When ionizing radiation passes through the tube, some of the gas molecules are ionized, creating positively charged ions, and electrons. The strong electric field created by the tube's electrodes accelerates the ions towards the cathode and the electrons towards the anode. The ion pairs gain sufficient energy to ionize further gas molecules through collisions on the way, creating an avalanche of charged particles.
This results in a short, intense pulse of current which passes (or cascades) from the negative electrode to the positive electrode and is measured or counted.
Most detectors include an audio amplifier that produce an audible click on discharge. The number of pulses per second measures the intensity of the radiation field. Some Geiger counters display an exposure rate (e.g. mR/h), but this does not relate easily to a dose rate as the instrument does not discriminate between radiation of different energies.
The Geiger plateau is the voltage range in which the Geiger–Müller counter operates. If a GM tube is exposed to a steady radiation source and the applied voltage increased from zero, at first the count rate increases rapidly; at a certain voltage the rate of increase flattens out (only changing a few per cent for every 100 volts increase).
Depending on the characteristics of the specific tube (manufacturer, size, gas type etc.) the exact voltage range may vary. In this plateau region, the potential difference in the counter is strong enough to ionize all the gas inside the tube, upon triggering by the incoming ionizing radiation (alpha, beta or gamma radiation). Below the plateau the voltage is not high enough to cause complete discharge; a limited Townsend avalanche is the result, and the tube acts as a proportional counter, where the output pulse size depends on the initial ionization created by the radiation. Higher voltages give a pulse size independent of the initial ionization energy. If the applied voltage is too high, a continuous glow discharge is formed and the tube cannot detect radiation.
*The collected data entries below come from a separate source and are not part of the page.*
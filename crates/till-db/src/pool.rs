//! # Database Pool Management
//!
//! Connection pool creation and configuration for SQLite, plus the write
//! lock that serializes every ledger-touching write.
//!
//! ## Architecture
//! ```text
//! ┌─────────────────────────────────────────────────────────────────────────┐
//! │                      Database Handle                                    │
//! │                                                                         │
//! │  DbConfig::new(path) / AppConfig::db_config()                          │
//! │       │                                                                 │
//! │       ▼                                                                 │
//! │  Database::new(config).await ← Create pool + run migrations            │
//! │       │                                                                 │
//! │       ▼                                                                 │
//! │  ┌───────────────────────────┐   ┌───────────────────────────────┐     │
//! │  │        SqlitePool         │   │   write_lock: Mutex<()>       │     │
//! │  │  ┌─────┐ ┌─────┐ ┌─────┐ │   │                               │     │
//! │  │  │Conn1│ │Conn2│ │Conn3│ │   │  held by: checkout commit,    │     │
//! │  │  └─────┘ └─────┘ └─────┘ │   │  ledger postings, open/close, │     │
//! │  └───────────────────────────┘   │  sale deletion                │     │
//! │       │                          └───────────────────────────────┘     │
//! │       ▼                                                                 │
//! │  Reads run in parallel on any connection.                              │
//! │  Writes that read-then-write stock or ledger totals queue on the lock. │
//! │                                                                         │
//! └─────────────────────────────────────────────────────────────────────────┘
//! ```
//!
//! ## WAL Mode
//! SQLite WAL (Write-Ahead Logging) mode is enabled for:
//! - Better concurrent read performance
//! - Readers don't block writers
//! - Better crash recovery

use sqlx::sqlite::{SqliteConnectOptions, SqliteJournalMode, SqlitePoolOptions, SqliteSynchronous};
use sqlx::SqlitePool;
use std::path::PathBuf;
use std::str::FromStr;
use std::sync::Arc;
use std::time::Duration;
use tokio::sync::Mutex;
use tracing::{debug, info};

use crate::checkout::CheckoutService;
use crate::error::{DbError, DbResult};
use crate::migrations;
use crate::repository::customer::CustomerRepository;
use crate::repository::daily_cash::DailyCashRepository;
use crate::repository::product::ProductRepository;
use crate::repository::sale::SaleRepository;

/// Lock shared by every writer that must not interleave with a commit.
pub type WriteLock = Arc<Mutex<()>>;

// =============================================================================
// Configuration
// =============================================================================

/// Database configuration.
///
/// ## Example
/// ```rust,ignore
/// let config = DbConfig::new("/path/to/till.db")
///     .max_connections(5)
///     .min_connections(1);
/// ```
#[derive(Debug, Clone, PartialEq)]
pub struct DbConfig {
    /// Path to the SQLite database file.
    pub database_path: PathBuf,

    /// Maximum number of connections in the pool.
    /// Default: 5 (plenty for a single register)
    pub max_connections: u32,

    /// Minimum number of connections to keep alive.
    /// Default: 1
    pub min_connections: u32,

    /// How long to wait for a free connection.
    /// Default: 30 seconds
    pub connect_timeout: Duration,

    /// Idle timeout before closing a connection.
    /// Default: 10 minutes
    pub idle_timeout: Duration,

    /// Whether to run migrations on connect.
    /// Default: true
    pub run_migrations: bool,
}

impl DbConfig {
    /// Creates a new database configuration with the given path.
    ///
    /// The file is created if it doesn't exist.
    pub fn new(path: impl Into<PathBuf>) -> Self {
        DbConfig {
            database_path: path.into(),
            max_connections: 5,
            min_connections: 1,
            connect_timeout: Duration::from_secs(30),
            idle_timeout: Duration::from_secs(600),
            run_migrations: true,
        }
    }

    /// Sets the maximum number of connections.
    pub fn max_connections(mut self, max: u32) -> Self {
        self.max_connections = max;
        self
    }

    /// Sets the minimum number of connections.
    pub fn min_connections(mut self, min: u32) -> Self {
        self.min_connections = min;
        self
    }

    /// Sets the connection timeout.
    pub fn connect_timeout(mut self, timeout: Duration) -> Self {
        self.connect_timeout = timeout;
        self
    }

    /// Sets whether to run migrations on connect.
    pub fn run_migrations(mut self, run: bool) -> Self {
        self.run_migrations = run;
        self
    }

    /// Creates an in-memory database configuration (for testing).
    ///
    /// ## Usage
    /// ```rust,ignore
    /// let db = Database::new(DbConfig::in_memory()).await?;
    /// // Database is isolated, perfect for tests
    /// ```
    pub fn in_memory() -> Self {
        DbConfig {
            database_path: PathBuf::from(":memory:"),
            max_connections: 1, // In-memory requires single connection
            min_connections: 1,
            connect_timeout: Duration::from_secs(5),
            idle_timeout: Duration::from_secs(60),
            run_migrations: true,
        }
    }
}

// =============================================================================
// Database
// =============================================================================

/// Main database handle providing repository access.
///
/// Cloning is cheap: clones share the pool and the write lock.
///
/// ## Usage
/// ```rust,ignore
/// let db = Database::new(DbConfig::new("./till.db")).await?;
/// let outcome = db.checkout().commit(&mut draft).await?;
/// let ledger = db.daily_cash().get_by_date(today).await?;
/// ```
#[derive(Debug, Clone)]
pub struct Database {
    /// The SQLite connection pool.
    pool: SqlitePool,

    write_lock: WriteLock,
}

impl Database {
    /// Creates a new database connection pool.
    ///
    /// ## What This Does
    /// 1. Creates the database file if it doesn't exist
    /// 2. Configures SQLite:
    ///    - WAL mode for concurrent reads
    ///    - NORMAL synchronous (balance of safety/speed)
    ///    - Foreign keys enabled
    /// 3. Creates the connection pool
    /// 4. Runs migrations (if enabled)
    pub async fn new(config: DbConfig) -> DbResult<Self> {
        info!(
            path = %config.database_path.display(),
            "Initializing database connection"
        );

        // sqlite://path creates file if not exists
        let connect_url = format!("sqlite://{}?mode=rwc", config.database_path.display());

        let connect_options = SqliteConnectOptions::from_str(&connect_url)
            .map_err(|e| DbError::ConnectionFailed(e.to_string()))?
            .journal_mode(SqliteJournalMode::Wal)
            // May lose the last transaction on power loss, never corrupts
            .synchronous(SqliteSynchronous::Normal)
            // SQLite has them disabled by default
            .foreign_keys(true)
            .create_if_missing(true);

        debug!("Connection options configured");

        let pool = SqlitePoolOptions::new()
            .max_connections(config.max_connections)
            .min_connections(config.min_connections)
            .acquire_timeout(config.connect_timeout)
            .idle_timeout(Some(config.idle_timeout))
            .connect_with(connect_options)
            .await
            .map_err(|e| DbError::ConnectionFailed(e.to_string()))?;

        info!(
            max_connections = config.max_connections,
            "Database pool created"
        );

        let db = Database {
            pool,
            write_lock: Arc::new(Mutex::new(())),
        };

        if config.run_migrations {
            db.run_migrations().await?;
        }

        Ok(db)
    }

    /// Runs database migrations.
    ///
    /// Idempotent. Called by `new()` unless `run_migrations` is off.
    pub async fn run_migrations(&self) -> DbResult<()> {
        info!("Running database migrations");
        migrations::run_migrations(&self.pool).await?;
        info!("Migrations complete");
        Ok(())
    }

    /// Returns a reference to the connection pool.
    ///
    /// For ad-hoc queries; prefer repository methods.
    pub fn pool(&self) -> &SqlitePool {
        &self.pool
    }

    /// Returns the product repository.
    pub fn products(&self) -> ProductRepository {
        ProductRepository::new(self.pool.clone())
    }

    /// Returns the customer repository.
    pub fn customers(&self) -> CustomerRepository {
        CustomerRepository::new(self.pool.clone())
    }

    /// Returns the sale repository.
    pub fn sales(&self) -> SaleRepository {
        SaleRepository::new(self.pool.clone(), self.write_lock.clone())
    }

    /// Returns the daily cash ledger repository.
    pub fn daily_cash(&self) -> DailyCashRepository {
        DailyCashRepository::new(self.pool.clone(), self.write_lock.clone())
    }

    /// Returns the checkout service that commits draft sales.
    pub fn checkout(&self) -> CheckoutService {
        CheckoutService::new(self.pool.clone(), self.write_lock.clone())
    }

    /// Closes the database connection pool.
    ///
    /// After this every repository operation fails.
    pub async fn close(&self) {
        info!("Closing database connection pool");
        self.pool.close().await;
    }

    /// Checks if the database can execute queries.
    pub async fn health_check(&self) -> bool {
        sqlx::query("SELECT 1")
            .execute(&self.pool)
            .await
            .is_ok()
    }
}

// =============================================================================
// Unit Tests
// =============================================================================

#[cfg(test)]
mod tests {
    use super::*;

    #[tokio::test]
    async fn test_in_memory_database() {
        let db = Database::new(DbConfig::in_memory()).await.unwrap();

        assert!(db.health_check().await);

        let (total, applied) = migrations::migration_status(db.pool()).await.unwrap();
        assert_eq!(total, applied);
        assert!(total >= 1);
    }

    #[test]
    fn test_config_builder() {
        let config = DbConfig::new("/tmp/till.db")
            .max_connections(10)
            .min_connections(2)
            .run_migrations(false);

        assert_eq!(config.max_connections, 10);
        assert_eq!(config.min_connections, 2);
        assert!(!config.run_migrations);
    }

    #[tokio::test]
    async fn test_clones_share_write_lock() {
        let db = Database::new(DbConfig::in_memory()).await.unwrap();
        let other = db.clone();

        let _guard = db.write_lock.lock().await;
        assert!(other.write_lock.try_lock().is_err());
    }
}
The plateau has a slight incline caused by increased sensitivity to low energy radiation, due to the increased voltage on the device. Normally when a particle enters the tube and ionizes one of the gas atoms, complete ionization of the gas occurs. Once a low energy particle enters the counter, it is possible that the kinetic energy in addition to the potential energy of the voltage are insufficient for the additional ionization to occur and thus the ion recombines. At higher voltages, the threshold for the minimum radiation level drops, thus the counter's sensitivity rises. The counting rate for a given radiation source varies slightly as the applied voltage is varied; for standardization of the response of the instrument, a regulated voltage is used to maintain stable counting characteristics. [3]
The usual form of GM tube is an end-window tube. This type is so-named because the tube has a window at one end through which ionizing radiation can easily penetrate. The other end normally has the electrical connectors. There are two types of end-window tubes: the glass-mantle type and the mica window type. The glass window type will not detect alpha radiation since it is unable to penetrate the glass, but is usually cheaper and will usually detect beta radiation and X-rays. The mica window type will detect alpha radiation but is more fragile.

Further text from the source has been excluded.